Top of Data shown

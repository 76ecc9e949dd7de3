use crate::render::{Frame, Renderer, text_frame_begin, text_frame_end, write_colors};
use std::io::Write;

const HALF_BLOCK: char = '\u{2580}';

/// One cell per column, two stacked pixels per cell (fg = top, bg = bottom).
pub struct HalfBlockRenderer {
    last_fg: Option<(u8, u8, u8)>,
    last_bg: Option<(u8, u8, u8)>,
}

impl HalfBlockRenderer {
    pub fn new() -> Self {
        Self {
            last_fg: None,
            last_bg: None,
        }
    }
}

impl Default for HalfBlockRenderer {
    fn default() -> Self {
        Self::new()
    }
}

impl Renderer for HalfBlockRenderer {
    fn name(&self) -> &'static str {
        "halfblock"
    }

    fn render(&mut self, frame: &Frame<'_>, out: &mut dyn Write) -> anyhow::Result<()> {
        let Some((cols, visual_rows)) = text_frame_begin(frame, 1, 2, out)? else {
            return Ok(());
        };
        self.last_fg = None;
        self.last_bg = None;

        let w = frame.pixel_width;
        let px = frame.pixels_rgba;
        for row in 0..visual_rows {
            let top = row * 2 * w;
            let bot = top + w;
            for x in 0..cols {
                let ti = (top + x) * 4;
                let bi = (bot + x) * 4;
                write_colors(
                    out,
                    &mut self.last_fg,
                    &mut self.last_bg,
                    (px[ti], px[ti + 1], px[ti + 2]),
                    (px[bi], px[bi + 1], px[bi + 2]),
                )?;
                write!(out, "{HALF_BLOCK}")?;
            }
            out.write_all(b"\r\n")?;
        }

        text_frame_end(frame, cols, visual_rows, out)
    }
}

Bottom of Data shown

## What is needed
Isolate the lines above that contain the word "HalfBlockRenderer" and copy them.

## Problem solution
pub struct HalfBlockRenderer {
impl HalfBlockRenderer {
impl Default for HalfBlockRenderer {
impl Renderer for HalfBlockRenderer {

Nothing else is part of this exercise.